4. Control your psychology
Stress is, in part, a psychological experience — it manifests as racing thoughts and excessive worrying about the past or future. In order to cope better, it is, therefore, very important to learn how to exert more control over your mental state.
Research has shown that mindfulness exercises can be hugely beneficial in improving mental clarity and presence of mind, and thereby reducing stress. So, if you’re plagued by work-related worries, it might be worth attending meditation classes in your area or downloading one of the many mindfulness apps available online.

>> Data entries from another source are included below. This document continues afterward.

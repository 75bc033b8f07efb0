//! 한국 주식 수수료/세금 계산.
//!
//! 체결 명목 금액 `N = price × qty`에 대해:
//! - 위탁수수료: `max(N × brokerage_rate, min_brokerage_fee)`
//! - 거래소수수료: `N × exchange_rate`
//! - 청산결제수수료: `N × clearing_rate`
//! - 매도 시에만: 증권거래세 `N × tx_tax_rate`, 농어촌특별세 `N × rural_tax_rate`
//!
//! 합계는 뱅커스 라운딩으로 원 단위 반올림합니다.

use kquant_core::{CommissionConfig, Price, Quantity, Side};
use rust_decimal::{Decimal, RoundingStrategy};
use serde::Serialize;

/// 수수료 상세 내역.
#[derive(Debug, Clone, Serialize)]
pub struct CommissionBreakdown {
    /// 위탁수수료
    pub brokerage: Decimal,
    /// 거래소수수료
    pub exchange: Decimal,
    /// 청산결제수수료
    pub clearing: Decimal,
    /// 증권거래세 (매도 시)
    pub tx_tax: Decimal,
    /// 농어촌특별세 (매도 시)
    pub rural_tax: Decimal,
    /// 합계 (원 단위 뱅커스 라운딩)
    pub total: Decimal,
}

/// 수수료 계산기.
#[derive(Debug, Clone)]
pub struct CommissionCalculator {
    config: CommissionConfig,
}

impl CommissionCalculator {
    /// 새 계산기를 생성합니다.
    pub fn new(config: CommissionConfig) -> Self {
        Self { config }
    }

    /// 체결 한 건의 수수료를 계산합니다.
    pub fn calculate(&self, side: Side, price: Price, qty: Quantity) -> CommissionBreakdown {
        let notional = price * qty;

        let brokerage = (notional * self.config.brokerage_rate).max(self.config.min_brokerage_fee);
        let exchange = notional * self.config.exchange_rate;
        let clearing = notional * self.config.clearing_rate;

        let (tx_tax, rural_tax) = match side {
            Side::Sell => (
                notional * self.config.tx_tax_rate,
                notional * self.config.rural_tax_rate,
            ),
            Side::Buy => (Decimal::ZERO, Decimal::ZERO),
        };

        let total = (brokerage + exchange + clearing + tx_tax + rural_tax)
            .round_dp_with_strategy(0, RoundingStrategy::MidpointNearestEven);

        CommissionBreakdown {
            brokerage,
            exchange,
            clearing,
            tx_tax,
            rural_tax,
            total,
        }
    }

    /// 합계만 반환합니다.
    pub fn total(&self, side: Side, price: Price, qty: Quantity) -> Decimal {
        self.calculate(side, price, qty).total
    }
}

#[cfg(test)]
mod tests {
    use super::*;
    use rust_decimal_macros::dec;

    fn calculator() -> CommissionCalculator {
        CommissionCalculator::new(CommissionConfig::default())
    }

    #[test]
    fn test_buy_commission_formula() {
        // N = 75,100 × 13 = 976,300
        let breakdown = calculator().calculate(Side::Buy, dec!(75100), dec!(13));

        // 위탁 976,300 × 0.00015 = 146.445 (최소 100 이상)
        assert_eq!(breakdown.brokerage, dec!(146.44500));
        // 매수에는 세금 없음
        assert_eq!(breakdown.tx_tax, Decimal::ZERO);
        assert_eq!(breakdown.rural_tax, Decimal::ZERO);

        // 합계 = 146.445 + 7.8104 + 15.035 ≈ 169.29 → 169
        assert_eq!(breakdown.total, dec!(169));
    }

    #[test]
    fn test_sell_includes_taxes() {
        let breakdown = calculator().calculate(Side::Sell, dec!(75100), dec!(13));

        // 거래세 976,300 × 0.0023 = 2245.49
        assert_eq!(breakdown.tx_tax, dec!(2245.4900));
        // 농특세 = 거래세의 20% = 976,300 × 0.00046
        assert_eq!(breakdown.rural_tax, dec!(449.09800));

        // 합계 = 169.29 + 2245.49 + 449.098 ≈ 2863.88 → 2864
        assert_eq!(breakdown.total, dec!(2864));
    }

    #[test]
    fn test_min_brokerage_fee_applies() {
        // N = 10,000 → 위탁 1.5원 < 최소 100원
        let breakdown = calculator().calculate(Side::Buy, dec!(10000), dec!(1));
        assert_eq!(breakdown.brokerage, dec!(100));
    }

    #[test]
    fn test_bankers_rounding_to_won() {
        // 합계가 정확히 .5가 되도록 구성한 요율
        let config = CommissionConfig {
            brokerage_rate: Decimal::ZERO,
            min_brokerage_fee: dec!(100.5),
            exchange_rate: Decimal::ZERO,
            clearing_rate: Decimal::ZERO,
            tx_tax_rate: Decimal::ZERO,
            rural_tax_rate: Decimal::ZERO,
        };
        let calculator = CommissionCalculator::new(config);

        // 100.5 → 짝수인 100으로 (뱅커스)
        assert_eq!(calculator.total(Side::Buy, dec!(1000), dec!(1)), dec!(100));

        let config2 = CommissionConfig {
            min_brokerage_fee: dec!(101.5),
            brokerage_rate: Decimal::ZERO,
            exchange_rate: Decimal::ZERO,
            clearing_rate: Decimal::ZERO,
            tx_tax_rate: Decimal::ZERO,
            rural_tax_rate: Decimal::ZERO,
        };
        // 101.5 → 짝수인 102로
        assert_eq!(
            CommissionCalculator::new(config2).total(Side::Buy, dec!(1000), dec!(1)),
            dec!(102)
        );
    }

    #[test]
    fn test_commission_within_one_won_of_formula() {
        let calculator = calculator();
        let config = CommissionConfig::default();

        for (price, qty) in [(dec!(75000), dec!(10)), (dec!(123456), dec!(7)), (dec!(501), dec!(333))] {
            let n = price * qty;
            let expected = (n * config.brokerage_rate).max(config.min_brokerage_fee)
                + n * config.exchange_rate
                + n * config.clearing_rate
                + n * config.tx_tax_rate
                + n * config.rural_tax_rate;
            let actual = calculator.total(Side::Sell, price, qty);
            assert!((actual - expected).abs() <= Decimal::ONE, "price={} qty={}", price, qty);
        }
    }
}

When it comes to your psychological state, Melnick also notes that it can be helpful to have a clear intention about “who you want to show up as” at work, and what sort of impact you want to make, and to then filter every thought and action through this lens. “Researchers say that we have 60,000 thoughts per day, so it can be very powerful and calming for us to organize all those thoughts around a single intention,” she explains, recounting the story of a client who found success by setting an intention to be perceived as a “strategic influencer”.
The single best way to deal with stress, Melnick says, is to maximize the things you can control, and stop focusing on the things you can’t. “Ask, ‘What’s within my control?” and then be impeccable for your 50 percent,” she advises.
5. Control your physiology
Stress is also a physiological response to demands, so to manage it, it’s important to pay attention to your physical state and make bodily adjustments.
“What’s happening is that our circuits are being blown because we’re too overwhelmed,” explains Melnick. “Because of the way we live today, we are always ‘on’, and this is what wears us down.”
The answer, she says, is to balance your “on button” with your “off button” by employing a breathing technique that she calls, “the mental reset”: inhale through your nose for five counts, hold your breath for five counts, and exhale through your nose for five counts. “I would recommend doing this mid-morning and mid-afternoon for two or three minutes each time,” she adds.
LePine agrees that deep breathing can be especially powerful. “When you’re worked up, you breathe much faster, so inhaling deeply to slow your breath down can, in and of itself, have a calming effect on you,” she explains.
Alongside taking time out to step back and breathe daily, LePine also recommends that you go for regular short walks and invest in exercise. “Some people may be able to relieve stress and work through strains by working out,” she notes, adding that many organizations are now starting to offer subsidized gym memberships in an attempt to enhance employee well-being.
While it can be difficult to give ourselves permission to take such breaks, especially when we’re stressed, LePine shares an analogy that serves as a reminder of the importance of prioritizing mental health. “They say that if the oxygen masks drop when you’re on an airplane, you need to put one on yourself first, before you help others,” she says. “The same applies in the workplace when it comes to stress. If you’re not taking care of yourself first, there’s no way you can take care of others or anything else.”